─── GIVEN INFORMATION ───

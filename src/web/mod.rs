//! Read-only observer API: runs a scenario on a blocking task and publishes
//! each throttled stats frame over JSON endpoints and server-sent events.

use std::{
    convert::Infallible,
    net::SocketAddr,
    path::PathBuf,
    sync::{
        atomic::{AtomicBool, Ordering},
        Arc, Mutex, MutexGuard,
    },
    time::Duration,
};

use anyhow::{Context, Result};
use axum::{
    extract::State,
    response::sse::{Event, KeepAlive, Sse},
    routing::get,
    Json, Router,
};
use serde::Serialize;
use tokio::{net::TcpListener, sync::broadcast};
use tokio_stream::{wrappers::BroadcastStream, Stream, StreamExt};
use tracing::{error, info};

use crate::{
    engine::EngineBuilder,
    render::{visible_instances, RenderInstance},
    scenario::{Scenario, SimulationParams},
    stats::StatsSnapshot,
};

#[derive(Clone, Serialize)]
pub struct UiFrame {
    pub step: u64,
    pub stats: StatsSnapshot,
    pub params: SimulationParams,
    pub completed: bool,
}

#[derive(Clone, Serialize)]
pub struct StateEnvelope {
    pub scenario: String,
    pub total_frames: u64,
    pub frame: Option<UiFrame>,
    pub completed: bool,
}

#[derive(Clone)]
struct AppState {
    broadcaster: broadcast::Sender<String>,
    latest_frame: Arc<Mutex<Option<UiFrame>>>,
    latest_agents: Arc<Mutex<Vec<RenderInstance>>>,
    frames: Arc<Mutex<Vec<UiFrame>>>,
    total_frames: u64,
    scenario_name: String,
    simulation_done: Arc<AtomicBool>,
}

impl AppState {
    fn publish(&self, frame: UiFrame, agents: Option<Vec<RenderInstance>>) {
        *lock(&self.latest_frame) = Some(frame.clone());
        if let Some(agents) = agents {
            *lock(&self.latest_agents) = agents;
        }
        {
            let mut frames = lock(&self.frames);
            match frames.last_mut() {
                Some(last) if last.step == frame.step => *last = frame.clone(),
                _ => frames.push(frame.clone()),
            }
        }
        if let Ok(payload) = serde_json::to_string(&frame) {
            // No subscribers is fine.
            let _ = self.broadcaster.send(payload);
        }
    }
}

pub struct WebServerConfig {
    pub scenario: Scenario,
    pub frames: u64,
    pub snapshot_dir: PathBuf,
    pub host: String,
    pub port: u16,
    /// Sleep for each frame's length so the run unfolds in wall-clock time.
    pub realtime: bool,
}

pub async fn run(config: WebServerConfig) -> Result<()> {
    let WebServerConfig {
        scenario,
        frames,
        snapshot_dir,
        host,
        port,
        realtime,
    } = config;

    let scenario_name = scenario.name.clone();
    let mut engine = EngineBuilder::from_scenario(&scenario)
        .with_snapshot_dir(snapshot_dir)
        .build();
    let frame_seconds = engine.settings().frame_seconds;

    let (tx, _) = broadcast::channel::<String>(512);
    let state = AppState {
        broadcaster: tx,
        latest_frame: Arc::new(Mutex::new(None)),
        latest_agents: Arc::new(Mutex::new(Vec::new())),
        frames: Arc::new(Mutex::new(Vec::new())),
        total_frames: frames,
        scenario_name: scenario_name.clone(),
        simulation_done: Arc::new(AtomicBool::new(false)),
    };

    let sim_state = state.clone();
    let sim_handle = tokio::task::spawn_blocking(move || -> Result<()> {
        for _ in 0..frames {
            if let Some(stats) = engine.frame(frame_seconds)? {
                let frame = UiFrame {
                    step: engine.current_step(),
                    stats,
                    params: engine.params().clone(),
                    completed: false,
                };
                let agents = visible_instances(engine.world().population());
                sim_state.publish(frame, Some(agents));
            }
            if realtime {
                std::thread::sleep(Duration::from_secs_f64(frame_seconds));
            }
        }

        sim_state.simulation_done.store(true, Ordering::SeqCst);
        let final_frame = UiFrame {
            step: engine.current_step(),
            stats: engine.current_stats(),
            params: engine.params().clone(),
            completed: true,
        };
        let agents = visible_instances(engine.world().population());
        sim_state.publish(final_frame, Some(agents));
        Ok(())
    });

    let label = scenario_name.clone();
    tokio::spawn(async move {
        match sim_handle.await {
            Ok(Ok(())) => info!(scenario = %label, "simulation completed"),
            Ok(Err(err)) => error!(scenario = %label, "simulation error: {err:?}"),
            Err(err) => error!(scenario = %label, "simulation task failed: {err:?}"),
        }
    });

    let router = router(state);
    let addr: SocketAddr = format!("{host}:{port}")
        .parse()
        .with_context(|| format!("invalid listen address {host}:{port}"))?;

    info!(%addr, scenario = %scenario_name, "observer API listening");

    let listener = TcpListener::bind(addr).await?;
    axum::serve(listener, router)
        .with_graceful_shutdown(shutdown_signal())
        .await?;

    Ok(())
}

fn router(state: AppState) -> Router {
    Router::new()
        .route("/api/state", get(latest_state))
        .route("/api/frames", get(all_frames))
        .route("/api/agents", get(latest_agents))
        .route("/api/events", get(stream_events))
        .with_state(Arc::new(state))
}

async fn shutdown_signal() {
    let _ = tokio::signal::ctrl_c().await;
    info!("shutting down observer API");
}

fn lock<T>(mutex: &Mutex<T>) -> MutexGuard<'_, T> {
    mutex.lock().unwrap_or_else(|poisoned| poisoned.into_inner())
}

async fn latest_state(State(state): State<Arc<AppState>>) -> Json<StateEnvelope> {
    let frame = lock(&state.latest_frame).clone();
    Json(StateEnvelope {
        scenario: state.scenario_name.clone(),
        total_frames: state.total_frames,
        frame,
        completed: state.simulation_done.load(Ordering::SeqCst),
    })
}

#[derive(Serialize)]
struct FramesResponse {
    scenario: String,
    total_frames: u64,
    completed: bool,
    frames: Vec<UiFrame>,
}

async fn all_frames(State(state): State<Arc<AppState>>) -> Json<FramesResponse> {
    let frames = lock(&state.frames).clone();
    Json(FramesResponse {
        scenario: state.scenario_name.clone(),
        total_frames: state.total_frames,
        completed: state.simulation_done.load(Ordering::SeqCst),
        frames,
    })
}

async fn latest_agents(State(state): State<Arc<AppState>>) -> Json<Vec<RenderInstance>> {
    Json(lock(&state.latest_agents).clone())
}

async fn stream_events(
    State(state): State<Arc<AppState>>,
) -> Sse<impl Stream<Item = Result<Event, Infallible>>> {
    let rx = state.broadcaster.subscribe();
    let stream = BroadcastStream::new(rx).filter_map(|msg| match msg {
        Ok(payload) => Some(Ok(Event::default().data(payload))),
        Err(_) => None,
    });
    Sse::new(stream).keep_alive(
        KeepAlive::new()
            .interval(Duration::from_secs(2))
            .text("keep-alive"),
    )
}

───
─── GIVEN INFORMATION ───

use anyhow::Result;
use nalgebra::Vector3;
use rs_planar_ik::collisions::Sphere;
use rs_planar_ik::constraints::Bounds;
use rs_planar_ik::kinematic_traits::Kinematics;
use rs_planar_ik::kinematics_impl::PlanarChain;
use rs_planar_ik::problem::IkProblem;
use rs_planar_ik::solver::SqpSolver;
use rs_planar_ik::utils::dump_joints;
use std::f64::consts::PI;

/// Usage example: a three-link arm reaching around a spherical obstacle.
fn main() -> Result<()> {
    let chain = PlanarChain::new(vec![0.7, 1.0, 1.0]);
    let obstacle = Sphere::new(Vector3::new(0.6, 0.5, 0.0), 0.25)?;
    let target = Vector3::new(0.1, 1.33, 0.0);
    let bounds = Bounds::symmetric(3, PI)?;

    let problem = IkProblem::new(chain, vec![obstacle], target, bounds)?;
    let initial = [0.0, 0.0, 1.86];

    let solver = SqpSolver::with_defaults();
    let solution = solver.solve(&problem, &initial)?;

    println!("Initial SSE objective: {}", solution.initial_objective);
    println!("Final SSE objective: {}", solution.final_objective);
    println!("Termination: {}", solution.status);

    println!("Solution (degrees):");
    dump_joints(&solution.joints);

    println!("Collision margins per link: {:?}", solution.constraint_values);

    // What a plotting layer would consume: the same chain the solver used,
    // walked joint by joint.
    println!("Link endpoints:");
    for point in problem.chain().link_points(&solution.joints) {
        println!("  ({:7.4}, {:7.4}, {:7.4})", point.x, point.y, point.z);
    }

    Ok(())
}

───

GOAL OF THE EXERCISE>
Display each line of the data where "host" occurs.

EXERCISE RESULT>
    pub host: String,
        host,
    let addr: SocketAddr = format!("{host}:{port}")
        .with_context(|| format!("invalid listen address {host}:{port}"))?;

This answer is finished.